Do you think I am an automation? -a machine without feelings? and can you bear to have my morsel of bread snatched from my lips and my drop of living water dashed from my cup? Do you think because I am poor, obscure, plain, and little, I am soul and heartless? You think wrong! – I have as much soul as you, – and full as much heart … I am not talking to you now through the medium of custom, conventionalities, nor even of mortal flesh; — it is my spirit that addresses your spirit; just as if both had passed through the grave, and we stood at God’s feet, equal, — as we are’ (Bronte 296)!
Jane couldn’t stay at Thornfield as anything other than his significant other. She couldn’t stand the idea of watching him with someone other than her. On the day of Rochester and Jane’s wedding, the truth about Rochester’s marital status was discovered and after learning about Bertha, Jane left Thornfield and “fled from temptation” (Bronte 372). If she had stayed at Thornfield with Rochester, she would have become his mistress, and despite loving Rochester with all of her heart and wanting to be with him, she ran, knowing that being his mistress would be morally wrong.
Jane couldn’t be Rochester’s mistress, even though most women would have accepted the opportunity to be with Mr. Rochester, even if only as his mistress, because it meant security, wealth, comfort, and love. Rochester put Jane’s strength and determination to the test when he begged her to stay (Bronte 371). As much as he pleaded with her, she couldn’t and wouldn’t lower herself to living a life of sin, so instead, she bravely and independently ventured out on her own with no money, no job, and no plan.

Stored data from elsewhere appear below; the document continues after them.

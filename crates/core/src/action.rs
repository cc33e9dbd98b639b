use std::any::Any;
use std::fmt;

use async_trait::async_trait;

use crate::error::{ActionError, Error};

/// The capability set every business action exposes to the coordinator:
/// a stable name, a raw-bytes form for persistence, and the three
/// idempotent operations of the protocol.
///
/// `Name` must be globally unique within one [`crate::registry::ActionRegistry`].
/// `Try`/`Confirm`/`Cancel` must tolerate being invoked more than once and,
/// for `Confirm`/`Cancel`, with no prior `Try` having actually run (the
/// coordinator may replay a sub-record whose `Try` crashed mid-flight).
#[async_trait]
pub trait Action: Any + Send + Sync + fmt::Debug {
    /// Registry key. Implementations typically return a `'static` literal.
    fn name(&self) -> &'static str;

    /// Encode this action's current field values for persistence. Called
    /// once, immediately after `Try` is invoked, before the in-memory
    /// `try_op` runs.
    fn to_raw(&self) -> Result<serde_json::Value, Error>;

    /// Human-readable type name of the concrete value behind this trait
    /// object, used only for [`Error::TypeMismatch`] diagnostics. The
    /// default forwards to `std::any::type_name`, which every impl gets for
    /// free — resolved per concrete type even when called through `&dyn
    /// Action`, since each impl contributes its own vtable entry.
    fn type_name(&self) -> &'static str {
        std::any::type_name::<Self>()
    }

    /// Reserve or provision whatever this action represents.
    async fn try_op(&self) -> Result<(), ActionError>;

    /// Commit the reservation made by `try_op`.
    async fn confirm(&self) -> Result<(), ActionError>;

    /// Compensate a reservation made (or attempted) by `try_op`.
    async fn cancel(&self) -> Result<(), ActionError>;
}
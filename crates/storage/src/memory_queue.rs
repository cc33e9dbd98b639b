use std::collections::HashMap;
use std::sync::atomic::{AtomicI64, Ordering};
use std::sync::Arc;

use async_trait::async_trait;
use chrono::{DateTime, Utc};
use parking_lot::{Mutex, RwLock};
use tcc_core::{Error, Status, TccPayload, TransactionId};
use tcc_durability::{Delivery, HandleOutcome, Handler, Queue};
use tcc_wire::Patch;

struct Row {
    created_at: DateTime<Utc>,
    retry_at: DateTime<Utc>,
    payload: TccPayload,
    attempt: u32,
}

/// An in-process, mutex-guarded `Queue`. This is the one reference
/// implementation this workspace ships: every integration test and the
/// demo binary run against it. It has no transactional handle worth
/// modeling (`Tx = ()`), so every `cas_update` commits immediately —
/// there is no enclosing transaction for `can_commit = false` to roll
/// back. A real, SQL-backed `Queue` would use its driver's transaction
/// type and genuinely honor that signal.
///
/// Delivery is not driven by a background poller here; call
/// [`MemoryQueue::deliver_due`] to replay whatever is due, the way a test
/// advances a fake clock.
pub struct MemoryQueue {
    rows: Mutex<HashMap<i64, Row>>,
    next_id: AtomicI64,
    registration: RwLock<Option<Registration>>,
}

struct Registration {
    queue_name: String,
    handler: Arc<dyn Handler<MemoryQueue>>,
}

impl Default for MemoryQueue {
    fn default() -> Self {
        Self::new()
    }
}

impl MemoryQueue {
    pub fn new() -> Self {
        Self {
            rows: Mutex::new(HashMap::new()),
            next_id: AtomicI64::new(1),
            registration: RwLock::new(None),
        }
    }

    /// Replay every row whose `retry_at` is at or before `now` through the
    /// registered handler, applying whatever outcome it returns. Returns
    /// the ids that were delivered (deleted ones included).
    pub async fn deliver_due(&self, now: DateTime<Utc>) -> Vec<TransactionId> {
        let due: Vec<(i64, TccPayload, u32)> = {
            let rows = self.rows.lock();
            rows.iter()
                .filter(|(_, row)| row.retry_at <= now)
                .map(|(id, row)| (*id, row.payload.clone(), row.attempt))
                .collect()
        };

        let handler = {
            let reg = self.registration.read();
            reg.as_ref().map(|r| r.handler.clone())
        };

        let Some(handler) = handler else {
            return Vec::new();
        };

        let mut delivered = Vec::with_capacity(due.len());
        for (id, payload, attempt) in due {
            {
                let mut rows = self.rows.lock();
                if let Some(row) = rows.get_mut(&id) {
                    row.attempt += 1;
                }
            }
            let outcome = handler
                .handle(
                    &(),
                    Delivery {
                        id: TransactionId(id),
                        payload,
                        attempt: attempt + 1,
                    },
                )
                .await;
            match outcome {
                HandleOutcome::Done => {
                    self.rows.lock().remove(&id);
                }
                HandleOutcome::Retry { after, error, .. } => {
                    tracing::debug!(id, %error, retry_in = ?after, "recovery delivery requested a retry");
                    let mut rows = self.rows.lock();
                    if let Some(row) = rows.get_mut(&id) {
                        row.retry_at = now + chrono::Duration::from_std(after).unwrap_or_default();
                    }
                }
            }
            delivered.push(TransactionId(id));
        }
        delivered
    }

    /// Number of rows still resident (not yet deleted by a `Done` outcome).
    pub fn len(&self) -> usize {
        self.rows.lock().len()
    }

    pub fn is_empty(&self) -> bool {
        self.len() == 0
    }
}

#[async_trait]
impl Queue for MemoryQueue {
    type Tx = ();

    async fn register(&self, queue_name: &str, handler: Arc<dyn Handler<Self>>) -> Result<(), Error> {
        let mut reg = self.registration.write();
        if reg.is_some() {
            return Err(Error::Internal(format!(
                "queue name {queue_name:?} is already registered on this queue instance"
            )));
        }
        *reg = Some(Registration {
            queue_name: queue_name.to_string(),
            handler,
        });
        Ok(())
    }

    async fn produce(
        &self,
        created_at: DateTime<Utc>,
        retry_at: DateTime<Utc>,
        payload: TccPayload,
    ) -> Result<TransactionId, Error> {
        let id = self.next_id.fetch_add(1, Ordering::SeqCst);
        self.rows.lock().insert(
            id,
            Row {
                created_at,
                retry_at,
                payload,
                attempt: 0,
            },
        );
        Ok(TransactionId(id))
    }

    async fn cas_update(
        &self,
        _tx: Option<&Self::Tx>,
        id: TransactionId,
        assert_status: Status,
        patch: Patch,
        touch_retry_at: bool,
    ) -> Result<bool, Error> {
        let mut rows = self.rows.lock();
        let Some(row) = rows.get_mut(&id.0) else {
            return Ok(false);
        };
        if row.payload.status != assert_status {
            return Ok(false);
        }
        tcc_wire::apply(&mut row.payload, &patch);
        if touch_retry_at {
            row.retry_at = Utc::now();
        }
        Ok(true)
    }

    async fn read_status(&self, _tx: Option<&Self::Tx>, id: TransactionId) -> Result<Option<Status>, Error> {
        Ok(self.rows.lock().get(&id.0).map(|row| row.payload.status))
    }

    async fn trigger_consume(&self) {
        // The in-memory harness has no background poller; tests drive
        // delivery explicitly via `deliver_due`.
    }
}
//! # tcc
//!
//! A durable Try/Confirm/Cancel transaction coordinator.
//!
//! `tcc` drives a two-phase compensation protocol — `Try` each action,
//! then `Confirm` or `Cancel` all of them — durably enough to survive a
//! crash between any two steps. Durability and retry are delegated to a
//! [`Queue`]: an at-least-once message queue the caller already runs
//! (backed by a real database), not a store this crate owns. On
//! redelivery, the coordinator replays whatever sub-records have not yet
//! reached the transaction's terminal status and drains them, in order for
//! a serial transaction or concurrently for one that opted in.
//!
//! ## Quick start
//!
//! ```ignore
//! use tcc::prelude::*;
//! use tcc_storage::MemoryQueue;
//!
//! let engine = Engine::new("checkout", MemoryQueue::new()).await?;
//! engine.register(ReserveSeat { seat: 0 });
//! engine.register(ChargeCard { amount_cents: 0, should_fail: false });
//!
//! let mut tx = engine.new_transaction(Duration::from_secs(30), false).await?;
//! tx.try_action(Box::new(ReserveSeat { seat: 12 })).await?;
//! tx.try_action(Box::new(ChargeCard { amount_cents: 500, should_fail: false })).await?;
//! tx.confirm().await?;
//! ```
//!
//! ## Crates
//!
//! - [`tcc_core`] — the [`Action`] trait, the action registry, the error
//!   taxonomy, and the record types that make up a transaction's payload.
//! - `tcc_wire` — path-scoped patches applied to a payload without
//!   clobbering sibling sub-records.
//! - `tcc_durability` — the [`Queue`] contract every backing store
//!   implements, and the conditional updater built on top of it.
//! - `tcc_concurrency` — the retry schedule and the serial/concurrent
//!   fan-out used during recovery.
//! - `tcc_engine` — [`Engine`] and [`Transaction`], the pieces most callers
//!   use directly.
//! - `tcc_storage` — [`tcc_storage::MemoryQueue`], an in-process `Queue`
//!   for tests and demos.

#![warn(missing_docs)]

pub mod prelude;

pub use tcc_core::{
    Action, ActionError, ActionRecord, ActionRegistry, ActionStatus, Error, Status, TccPayload,
    TransactionId, TransactionRecord,
};
pub use tcc_durability::{Delivery, HandleOutcome, Handler, Queue, DEFAULT_TIMEOUT};
pub use tcc_engine::{Engine, Transaction};

/// Convenience alias for this crate's fallible results.
pub type Result<T> = std::result::Result<T, Error>;
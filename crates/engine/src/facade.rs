use std::sync::Arc;
use std::time::Duration;

use chrono::{Duration as ChronoDuration, Utc};
use serde::de::DeserializeOwned;
use tcc_concurrency::RetryPolicy;
use tcc_core::{Action, ActionRegistry, Error, TccPayload};
use tcc_durability::Queue;

use crate::transaction::Transaction;

/// Shared state behind every `Engine` handle and every `Transaction` spawned
/// from it. Cheap to clone (it's an `Arc`), so `Engine` itself is `Clone`.
pub(crate) struct EngineInner<Q: Queue> {
    pub(crate) queue: Q,
    pub(crate) registry: ActionRegistry,
    pub(crate) retry_policy: RetryPolicy,
    #[allow(dead_code)]
    pub(crate) queue_name: String,
}

/// The coordinator facade (component C7): registers the recovery callback
/// with a `Queue`, constructs new transactions, and holds the action
/// registry every `Try`/recovery delivery consults.
pub struct Engine<Q: Queue> {
    pub(crate) inner: Arc<EngineInner<Q>>,
}

impl<Q: Queue> Clone for Engine<Q> {
    fn clone(&self) -> Self {
        Self {
            inner: self.inner.clone(),
        }
    }
}

impl<Q: Queue> Engine<Q> {
    /// Build a coordinator named `name`, backed by `queue`. Registers this
    /// engine's recovery handler under the queue name `tcc:{name}` —
    /// parameterized so multiple coordinators can share one physical queue,
    /// as long as each uses a distinct `name`.
    pub async fn new(name: impl Into<String>, queue: Q) -> Result<Self, Error> {
        let name = name.into();
        let queue_name = format!("tcc:{name}");
        let inner = Arc::new(EngineInner {
            queue,
            registry: ActionRegistry::new(),
            retry_policy: RetryPolicy::default(),
            queue_name: queue_name.clone(),
        });
        inner.queue.register(&queue_name, inner.clone()).await?;
        tracing::info!(name = queue_name, "tcc engine registered");
        Ok(Self { inner })
    }

    /// Register one or more action prototypes. Registering the same name
    /// twice is a programmer error and panics — see
    /// `tcc_core::ActionRegistry::register`.
    pub fn register<A>(&self, action: A)
    where
        A: Action + DeserializeOwned + 'static,
    {
        self.inner.registry.register(action);
    }

    /// The underlying queue, for callers that need to drive delivery
    /// explicitly (a `MemoryQueue`-backed test harness, for instance — a
    /// production queue normally redelivers on its own).
    pub fn queue(&self) -> &Q {
        &self.inner.queue
    }

    /// Start a new transaction. `timeout` bounds how long the coordinator
    /// waits for the caller to reach a decision before treating the
    /// transaction as abandoned and canceling it on the queue's next
    /// delivery.
    pub async fn new_transaction(&self, timeout: Duration, concurrent: bool) -> Result<Transaction<Q>, Error> {
        let now = Utc::now();
        let payload = TccPayload::new(concurrent);
        let retry_at = now
            + ChronoDuration::from_std(timeout).map_err(|e| Error::Internal(e.to_string()))?;
        let id = self.inner.queue.produce(now, retry_at, payload.clone()).await?;
        tracing::debug!(%id, concurrent, "tcc transaction created");
        Ok(Transaction::new(self.inner.clone(), id, payload))
    }

    /// Convenience composition: create a transaction, `Try` each action in
    /// order, `Confirm` on full success, `Cancel` on the first failure.
    pub async fn run(
        &self,
        timeout: Duration,
        concurrent: bool,
        actions: Vec<Box<dyn Action>>,
    ) -> Result<(), Error> {
        let mut tx = self.new_transaction(timeout, concurrent).await?;
        for action in actions {
            if let Err(try_err) = tx.try_action(action).await {
                if let Err(cancel_err) = tx.cancel().await {
                    tracing::error!(
                        error = %cancel_err,
                        try_error = %try_err,
                        "implicit cancel after a failed Try also failed"
                    );
                }
                return Err(try_err);
            }
        }
        tx.confirm().await
    }
}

Jane was constantly fighting to overcome the obstacles that stood in her way: a repressive family, a low social class standing, no wealth, and sexism. She overcame Mr. Brocklehurst’s oppression, refused St. John’s proposal, knowing that it was wrong to marry him, and only married Mr. Rochester after she received her uncle’s inheritance. As a result of inheriting the money, Jane became Rochester’s financial and social equal. Mr. Rochester was also blind at the time of their marriage, which meant that the typical roles had been reversed; the male was dependent on the female, rather than the female being dependent on the male.
Rochester looked to Jane to be his eyes and to take care of him (Bronte 515). Jane didn’t do what was easy; she did what was right, moral, and what she knew to be best not only for her, but for everyone. Despite the ways of the era and the way that women were perceived, Jane wanted to be independent and strong. She spoke her mind and gave her opinion despite most people not wanting to hear it. Jane Eyre has brought inspiration to many women throughout history with her strength and independence and will continue to do so for many generations to come.